Matmul is an operator class that performs matrix multiplication, supporting various optimizations and quantization strategies.

MatmulConfig:

MatmulConfig is a configuration class for the Matmul operator, specifying the matrix multiplication operation's parameters and behaviors.

Parameters:

  • M (Union[int, Tuple[int]]): The size of the first dimension of the matrix A, or a range of sizes if dynamic shape support is needed. Can be an integer or a tuple representing the dynamic range.
    • If int, the bitblas matmul will generate a static shape kernel, which can only be used for the input shape of the specified value.
    • If List[int], the bitblas matmul will generate a dynamic shape kernel, which can be used for the input shape of the specified values. While the input shape represents the target optimized range.
    • If None, the bitblas matmul will use a default value [1, 16, 32, 64, 128, 256, 512, 1024].
  • N (int): The size of the second dimension of matrix W and the output matrix.
  • K (int): The common dimension of matrices A and W.
  • A_dtype (str, default='float16'): The data type of matrix A.
    • Choices: 'float16', 'int8'.
  • W_dtype (str, optional): Data type of the weights. Default: 'float16'.
    • Choices: 'float16', 'int8', 'int4', 'int2', 'int1', 'uint4','uint2', 'uint1', 'fp4_e2m1', 'nf4'.
    • The Range of the INT Format:
      • 'int4': [-8, 7]
      • 'int2': [-2, 1]
      • 'int1': -1 and 1
  • accum_dtype (str, default='float16'): The data type used for accumulation during the matrix multiplication.
    • Choices: 'float16', 'int32'.
  • out_dtype (str, default='float16'): The data type of the output matrix.
    • Choices: 'float32', 'float16', 'int8', 'int32'.
  • layout (Literal['nn', 'nt', 'tn', 'tt'], default='nt'): The layout of the matrix multiplication operation. The matrix is stored in row-major.
    • 'nn': Both matrices are non-transposed.
    • 'nt': Matrix A is non-transposed, and matrix W is transposed.
  • with_bias (bool, default=False): Indicates whether a bias vector is added to the output.
  • group_size (int, default=-1): The group size for quantization, -1 indicates no grouping.
  • with_scaling (bool, default=False): Indicates whether scaling is applied during quantization.
  • with_zeros (bool, default=False): Indicates whether zero optimization is applied.
  • zeros_mode (Literal['original', 'rescale', 'quantized'], default='original'): The mode of zero optimization.
    • Choices: None, 'original', 'rescale', 'quantized'.
      • 'original': Subtract zero-point before scaling. Formula: target = (dequantize_weight - zero_point) * scale. where zero_point has the same datatype with scale.
      • 'rescale': Apply scale factor directly to dequantized weight and then subtract zero-point. Formula: target = dequantize_weight * scale - zero_point.
      • 'quantized': Apply zero-point adjustment after dequantization and additional dequantization of zero values. Formula: target = (dequantize_weight - dequantize_qzeros) * scale, where dequantize_zeros represents the dequantized representation of zero values, which can be adapted to qzeros params.

Initialization:

Matmul(config: MatmulConfig)
  • config (MatmulConfig): The configuration for the matrix multiplication operation.

Methods:

forward(A, W, scale=None, seros=None, bias=None, output=None) -> Any

Performs the matrix multiplication operation with the given input tensors and optional scaling, zeros, and bias.

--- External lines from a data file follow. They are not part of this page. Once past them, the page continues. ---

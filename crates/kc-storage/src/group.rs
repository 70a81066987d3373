//! Group storage trait.

use async_trait::async_trait;
use kc_model::Group;
use uuid::Uuid;

use crate::error::StorageResult;

/// Group rows and group role grants.
#[async_trait]
pub trait GroupStore: Send {
    /// Lists every group of a realm regardless of depth.
    async fn list_groups(&mut self, realm_id: Uuid) -> StorageResult<Vec<Group>>;

    /// Lists the ids of the direct children of `parent_id` (`None` lists
    /// top-level groups).
    async fn list_group_ids_by_parent(
        &mut self,
        realm_id: Uuid,
        parent_id: Option<Uuid>,
    ) -> StorageResult<Vec<Uuid>>;

    /// Gets a group by name under `parent_id`.
    async fn find_group_by_name(
        &mut self,
        realm_id: Uuid,
        parent_id: Option<Uuid>,
        name: &str,
    ) -> StorageResult<Option<Group>>;

    /// Gets a group by ID.
    async fn get_group(&mut self, id: Uuid) -> StorageResult<Option<Group>>;

    /// Loads a group and takes a pessimistic write lock on it.
    async fn lock_group(&mut self, id: Uuid) -> StorageResult<Option<Group>>;

    /// Creates a new group.
    ///
    /// ## Errors
    ///
    /// Returns `StorageError::Duplicate` if a sibling with the same name
    /// exists.
    async fn create_group(&mut self, group: &Group) -> StorageResult<()>;

    /// Deletes a group row.
    ///
    /// ## Errors
    ///
    /// Returns `StorageError::Referenced` while role grants or a default
    /// designation still point at it.
    async fn delete_group(&mut self, id: Uuid) -> StorageResult<()>;

    /// Grants a role to a group.
    async fn grant_group_role(&mut self, group_id: Uuid, role_id: Uuid) -> StorageResult<()>;

    /// Lists the role ids granted to a group.
    async fn list_group_role_ids(&mut self, group_id: Uuid) -> StorageResult<Vec<Uuid>>;

    /// Deletes every group role grant within a realm.
    async fn delete_group_role_mappings_by_realm(&mut self, realm_id: Uuid) -> StorageResult<u64>;

    /// Deletes every role grant of one group.
    async fn delete_group_role_mappings_by_group(&mut self, group_id: Uuid) -> StorageResult<u64>;
}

  • A (Tensor): The input tensor A.
  • W (Tensor): The input tensor W.
  • scale (Optional[Tensor], default=None): The scaling tensor.
  • zeros (Optional[Tensor], default=None): The zeros tensor.
  • bias (Optional[Tensor], default=None): The bias tensor.
  • output (Optional[Tensor], default=None): The pre-allocated output tensor.

transform_weight(weight, scale=None, zeros=None, bias=None)

Transforms the given weight tensor based on the specified quantization parameters.

  • weight (Tensor): The input weight tensor to be transformed.
  • scale (Optional[Tensor], default=None): Scaling factor for the weight tensor.
  • zeros (Optional[Tensor], default=None): Zero-point adjustment for the weight tensor.
  • bias (Optional[Tensor], default=None): Bias to be added to the weight tensor.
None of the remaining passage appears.